THE DATA: Begin
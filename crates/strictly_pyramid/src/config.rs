//! Board configuration loaded from TOML.

use crate::error::GeometryError;
use crate::geometry::{BoardGeometry, DEFAULT_PROFILE};
use derive_getters::Getters;
use derive_more::{Display, Error};
use serde::{Deserialize, Serialize};
use std::path::Path;
use tracing::{debug, info, instrument};

/// Configuration for a pyramid board.
///
/// ```toml
/// rows = [1, 2, 3, 2, 1]
/// ```
#[derive(Debug, Clone, PartialEq, Eq, Getters, Serialize, Deserialize)]
pub struct PyramidConfig {
    /// Cells per row, apex first.
    #[serde(default = "default_rows")]
    rows: Vec<usize>,
}

fn default_rows() -> Vec<usize> {
    DEFAULT_PROFILE.to_vec()
}

impl PyramidConfig {
    /// Creates a configuration with the given row sizes.
    pub fn new(rows: Vec<usize>) -> Self {
        Self { rows }
    }

    /// Parses configuration from TOML text.
    #[instrument(skip(content))]
    pub fn from_toml_str(content: &str) -> Result<Self, ConfigError> {
        let config: Self = toml::from_str(content)
            .map_err(|e| ConfigError::new(format!("Failed to parse config: {}", e)))?;
        debug!(rows = ?config.rows, "Config parsed");
        Ok(config)
    }

    /// Loads configuration from a TOML file.
    #[instrument(skip(path), fields(path = %path.as_ref().display()))]
    pub fn from_file(path: impl AsRef<Path>) -> Result<Self, ConfigError> {
        debug!("Loading config from file");
        let content = std::fs::read_to_string(path.as_ref())
            .map_err(|e| ConfigError::new(format!("Failed to read config file: {}", e)))?;

        let config = Self::from_toml_str(&content)?;
        info!(rows = config.rows.len(), "Config loaded successfully");
        Ok(config)
    }

    /// Validates the row sizes into a board geometry.
    ///
    /// # Errors
    ///
    /// Fails if the profile is empty or has an empty row.
    pub fn geometry(&self) -> Result<BoardGeometry, GeometryError> {
        BoardGeometry::new(&self.rows)
    }
}

impl Default for PyramidConfig {
    fn default() -> Self {
        Self::new(default_rows())
    }
}

/// Configuration error.
#[derive(Debug, Clone, Display, Error)]
#[display("Config error: {} at {}:{}", message, file, line)]
pub struct ConfigError {
    /// Error message.
    pub message: String,
    /// Line number where error occurred.
    pub line: u32,
    /// Source file where error occurred.
    pub file: &'static str,
}

impl ConfigError {
    /// Creates a new configuration error at the caller's location.
    #[track_caller]
    pub fn new(message: String) -> Self {
        let loc = std::panic::Location::caller();
        Self {
            message,
            line: loc.line(),
            file: loc.file(),
        }
    }
}
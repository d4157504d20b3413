//! Win detection for pyramid tic-tac-toe.
//!
//! Detection is local: after a move only the lines through the new cell are
//! walked, one axis at a time, outward in both directions.

use crate::geometry::{Cell, Direction};
use crate::types::{Board, Marker};
use tracing::{debug, instrument};

/// Markers in a row needed to win.
pub const WIN_LENGTH: usize = 3;

/// Length of the contiguous run of `marker` through `cell` along `direction`.
///
/// Counts both ways from `cell` and subtracts the doubly counted `cell`.
/// Returns 0 if `cell` does not hold `marker`.
pub fn run_length(board: &Board, cell: Cell, marker: Marker, direction: Direction) -> usize {
    let forward = count_from(board, cell, marker, direction, 1);
    let backward = count_from(board, cell, marker, direction, -1);
    (forward + backward).saturating_sub(1)
}

fn count_from(board: &Board, cell: Cell, marker: Marker, direction: Direction, sign: isize) -> usize {
    (0..)
        .map_while(|step: isize| cell.offset(direction, sign * step))
        .take_while(|&next| board.get(next) == Some(marker))
        .count()
}

/// First direction in which `marker` has a winning run through `cell`.
pub fn completes_line(board: &Board, cell: Cell, marker: Marker) -> Option<Direction> {
    Direction::ALL
        .into_iter()
        .find(|&direction| run_length(board, cell, marker, direction) >= WIN_LENGTH)
}

/// Outcome of `mover` having just played `cell`: `mover.sign()` if it
/// completed a line, 0 otherwise.
#[instrument(skip(board), fields(cell = %cell, mover = %mover))]
pub fn compute_outcome(board: &Board, cell: Cell, mover: Marker) -> i8 {
    match completes_line(board, cell, mover) {
        Some(direction) => {
            debug!(?direction, "Line completed");
            mover.sign()
        }
        None => 0,
    }
}

/// Whether `marker` has a line anywhere on the board.
///
/// Full scan; the engine never needs it.
pub fn has_line(board: &Board, marker: Marker) -> bool {
    board
        .cells_of(marker)
        .any(|cell| completes_line(board, cell, marker).is_some())
}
THE DATA: End
Print every record above exactly as it was given.

**RESULT:**
filename crates/strictly_pyramid/src/config.rs
//! Board configuration loaded from TOML.

use crate::error::GeometryError;
use crate::geometry::{BoardGeometry, DEFAULT_PROFILE};
use derive_getters::Getters;
use derive_more::{Display, Error};
use serde::{Deserialize, Serialize};
use std::path::Path;
use tracing::{debug, info, instrument};

/// Configuration for a pyramid board.
///
/// ```toml
/// rows = [1, 2, 3, 2, 1]
/// ```
#[derive(Debug, Clone, PartialEq, Eq, Getters, Serialize, Deserialize)]
pub struct PyramidConfig {
    /// Cells per row, apex first.
    #[serde(default = "default_rows")]
    rows: Vec<usize>,
}

fn default_rows() -> Vec<usize> {
    DEFAULT_PROFILE.to_vec()
}

impl PyramidConfig {
    /// Creates a configuration with the given row sizes.
    pub fn new(rows: Vec<usize>) -> Self {
        Self { rows }
    }

    /// Parses configuration from TOML text.
    #[instrument(skip(content))]
    pub fn from_toml_str(content: &str) -> Result<Self, ConfigError> {
        let config: Self = toml::from_str(content)
            .map_err(|e| ConfigError::new(format!("Failed to parse config: {}", e)))?;
        debug!(rows = ?config.rows, "Config parsed");
        Ok(config)
    }

    /// Loads configuration from a TOML file.
    #[instrument(skip(path), fields(path = %path.as_ref().display()))]
    pub fn from_file(path: impl AsRef<Path>) -> Result<Self, ConfigError> {
        debug!("Loading config from file");
        let content = std::fs::read_to_string(path.as_ref())
            .map_err(|e| ConfigError::new(format!("Failed to read config file: {}", e)))?;

        let config = Self::from_toml_str(&content)?;
        info!(rows = config.rows.len(), "Config loaded successfully");
        Ok(config)
    }

    /// Validates the row sizes into a board geometry.
    ///
    /// # Errors
    ///
    /// Fails if the profile is empty or has an empty row.
    pub fn geometry(&self) -> Result<BoardGeometry, GeometryError> {
        BoardGeometry::new(&self.rows)
    }
}

impl Default for PyramidConfig {
    fn default() -> Self {
        Self::new(default_rows())
    }
}

/// Configuration error.
#[derive(Debug, Clone, Display, Error)]
#[display("Config error: {} at {}:{}", message, file, line)]
pub struct ConfigError {
    /// Error message.
    pub message: String,
    /// Line number where error occurred.
    pub line: u32,
    /// Source file where error occurred.
    pub file: &'static str,
}

impl ConfigError {
    /// Creates a new configuration error at the caller's location.
    #[track_caller]
    pub fn new(message: String) -> Self {
        let loc = std::panic::Location::caller();
        Self {
            message,
            line: loc.line(),
            file: loc.file(),
        }
    }
}
repository d4157504d20b3413
//! Win detection for pyramid tic-tac-toe.
//!
//! Detection is local: after a move only the lines through the new cell are
//! walked, one axis at a time, outward in both directions.

use crate::geometry::{Cell, Direction};
use crate::types::{Board, Marker};
use tracing::{debug, instrument};

/// Markers in a row needed to win.
pub const WIN_LENGTH: usize = 3;

/// Length of the contiguous run of `marker` through `cell` along `direction`.
///
/// Counts both ways from `cell` and subtracts the doubly counted `cell`.
/// Returns 0 if `cell` does not hold `marker`.
pub fn run_length(board: &Board, cell: Cell, marker: Marker, direction: Direction) -> usize {
    let forward = count_from(board, cell, marker, direction, 1);
    let backward = count_from(board, cell, marker, direction, -1);
    (forward + backward).saturating_sub(1)
}

fn count_from(board: &Board, cell: Cell, marker: Marker, direction: Direction, sign: isize) -> usize {
    (0..)
        .map_while(|step: isize| cell.offset(direction, sign * step))
        .take_while(|&next| board.get(next) == Some(marker))
        .count()
}

/// First direction in which `marker` has a winning run through `cell`.
pub fn completes_line(board: &Board, cell: Cell, marker: Marker) -> Option<Direction> {
    Direction::ALL
        .into_iter()
        .find(|&direction| run_length(board, cell, marker, direction) >= WIN_LENGTH)
}

/// Outcome of `mover` having just played `cell`: `mover.sign()` if it
/// completed a line, 0 otherwise.
#[instrument(skip(board), fields(cell = %cell, mover = %mover))]
pub fn compute_outcome(board: &Board, cell: Cell, mover: Marker) -> i8 {
    match completes_line(board, cell, mover) {
        Some(direction) => {
            debug!(?direction, "Line completed");
            mover.sign()
        }
        None => 0,
    }
}

/// Whether `marker` has a line anywhere on the board.
///
/// Full scan; the engine never needs it.
pub fn has_line(board: &Board, marker: Marker) -> bool {
    board
        .cells_of(marker)
        .any(|cell| completes_line(board, cell, marker).is_some())
}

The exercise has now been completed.